Well, the subject says everything. I'm using json_encode to convert some UTF8 data to JSON and I need to transfer it to some layer that is currently ASCII-only. So I wonder whether I need to make it UTF-8 aware, or can I leave it as it is.
Looking at JSON rfc, UTF8 is also valid charset in JSON output, although not recommended, i.e. some implemenatations can leave UTF8 data inside. The question is whether PHP's implementation dumps everthing as ASCII or opts to leave something as UTF-8.
Unlike JSON support in other languages, json_encode()
does not have the ability to generate anything other than ASCII.
According to the JSON article in Wikipedia, Unicode characters in strings are always
double-quoted Unicode with backslash escaping
The examples in the PHP Manual on json_encode()
seem to confirm this.
So any UTF-8 character outside ASCII/ANSI should be escaped like this: \u0027
(note, as @Ignacio points out in the comments, that this is the recommended way to deal with those characters, not a required one)

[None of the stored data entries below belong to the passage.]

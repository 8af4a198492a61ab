use serde::Deserialize;

/// Connection settings for a Firebird server.
///
/// The field set mirrors what common Firebird drivers accept; Embers itself
/// never dials a socket — the struct is consumed by whatever
/// `ConnectionProvider` implementation the application wires in.
///
/// Deserializable from any serde source, or loadable from `EMBERS_DB_*`
/// environment variables via [`ConnectionConfig::from_env`].
#[derive(Debug, Clone, Deserialize)]
pub struct ConnectionConfig {
    #[serde(default = "default_host")]
    pub host: String,
    #[serde(default = "default_port")]
    pub port: u16,
    /// Path or alias of the database, e.g. `/data/app.fdb`. Required.
    pub database: String,
    #[serde(default = "default_user")]
    pub user: String,
    #[serde(default)]
    pub password: String,
    #[serde(default)]
    pub role: Option<String>,
    #[serde(default = "default_page_size")]
    pub page_size: u32,
    /// Connections the provider should pool.
    #[serde(default = "default_pool_size")]
    pub pool_size: u32,
}

fn default_host() -> String {
    "localhost".to_string()
}

fn default_port() -> u16 {
    3050
}

fn default_user() -> String {
    "SYSDBA".to_string()
}

fn default_page_size() -> u32 {
    4096
}

fn default_pool_size() -> u32 {
    5
}

impl ConnectionConfig {
    /// Settings for `database` with every other field at its default.
    pub fn new(database: impl Into<String>) -> Self {
        Self {
            host: default_host(),
            port: default_port(),
            database: database.into(),
            user: default_user(),
            password: String::new(),
            role: None,
            page_size: default_page_size(),
            pool_size: default_pool_size(),
        }
    }

    /// Load settings from `EMBERS_DB_*` environment variables.
    ///
    /// A `.env` file in the working directory is honored when present.
    /// `EMBERS_DB_DATABASE` is required; everything else falls back to the
    /// serde defaults above.
    pub fn from_env() -> Result<Self, ConfigError> {
        dotenvy::dotenv().ok();

        let database = std::env::var("EMBERS_DB_DATABASE")
            .map_err(|_| ConfigError::Missing("EMBERS_DB_DATABASE"))?;
        let mut config = Self::new(database);

        if let Ok(host) = std::env::var("EMBERS_DB_HOST") {
            config.host = host;
        }
        if let Ok(port) = std::env::var("EMBERS_DB_PORT") {
            config.port = parse_var("EMBERS_DB_PORT", &port)?;
        }
        if let Ok(user) = std::env::var("EMBERS_DB_USER") {
            config.user = user;
        }
        if let Ok(password) = std::env::var("EMBERS_DB_PASSWORD") {
            config.password = password;
        }
        if let Ok(role) = std::env::var("EMBERS_DB_ROLE") {
            config.role = Some(role);
        }
        if let Ok(page_size) = std::env::var("EMBERS_DB_PAGE_SIZE") {
            config.page_size = parse_var("EMBERS_DB_PAGE_SIZE", &page_size)?;
        }
        if let Ok(pool_size) = std::env::var("EMBERS_DB_POOL_SIZE") {
            config.pool_size = parse_var("EMBERS_DB_POOL_SIZE", &pool_size)?;
        }

        tracing::debug!(
            host = config.host,
            port = config.port,
            database = config.database,
            pool_size = config.pool_size,
            "loaded connection config from environment"
        );
        Ok(config)
    }
}

fn parse_var<T: std::str::FromStr>(name: &'static str, raw: &str) -> Result<T, ConfigError> {
    raw.parse()
        .map_err(|_| ConfigError::Invalid(name, raw.to_string()))
}

/// Errors from environment-backed configuration loading.
#[derive(Debug)]
pub enum ConfigError {
    Missing(&'static str),
    Invalid(&'static str, String),
}

impl std::fmt::Display for ConfigError {
    fn fmt(&self, f: &mut std::fmt::Formatter<'_>) -> std::fmt::Result {
        match self {
            ConfigError::Missing(name) => write!(f, "{name} is not set"),
            ConfigError::Invalid(name, raw) => write!(f, "{name} has invalid value `{raw}`"),
        }
    }
}

impl std::error::Error for ConfigError {}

However, I suppose json_decode()
will convert the characters back to their byte values? You may get in trouble there.
If you need to be sure, take a look at iconv() that could convert your UTF-8 String into ASCII (dropping any unsupported characters) beforehand.
Well, json_encode
returns a string. According to the PHP documentation for string:
A string is series of characters. Before PHP 6, a character is the same as a byte. That is, there are exactly 256 different characters possible. This also implies that PHP has no native support of Unicode. See utf8_encode() and utf8_decode() for some basic Unicode functionality.
So for the time being you do not need to worry about making it UTF-8 aware. Of course you still might want to think about this anyway, to future-proof your code.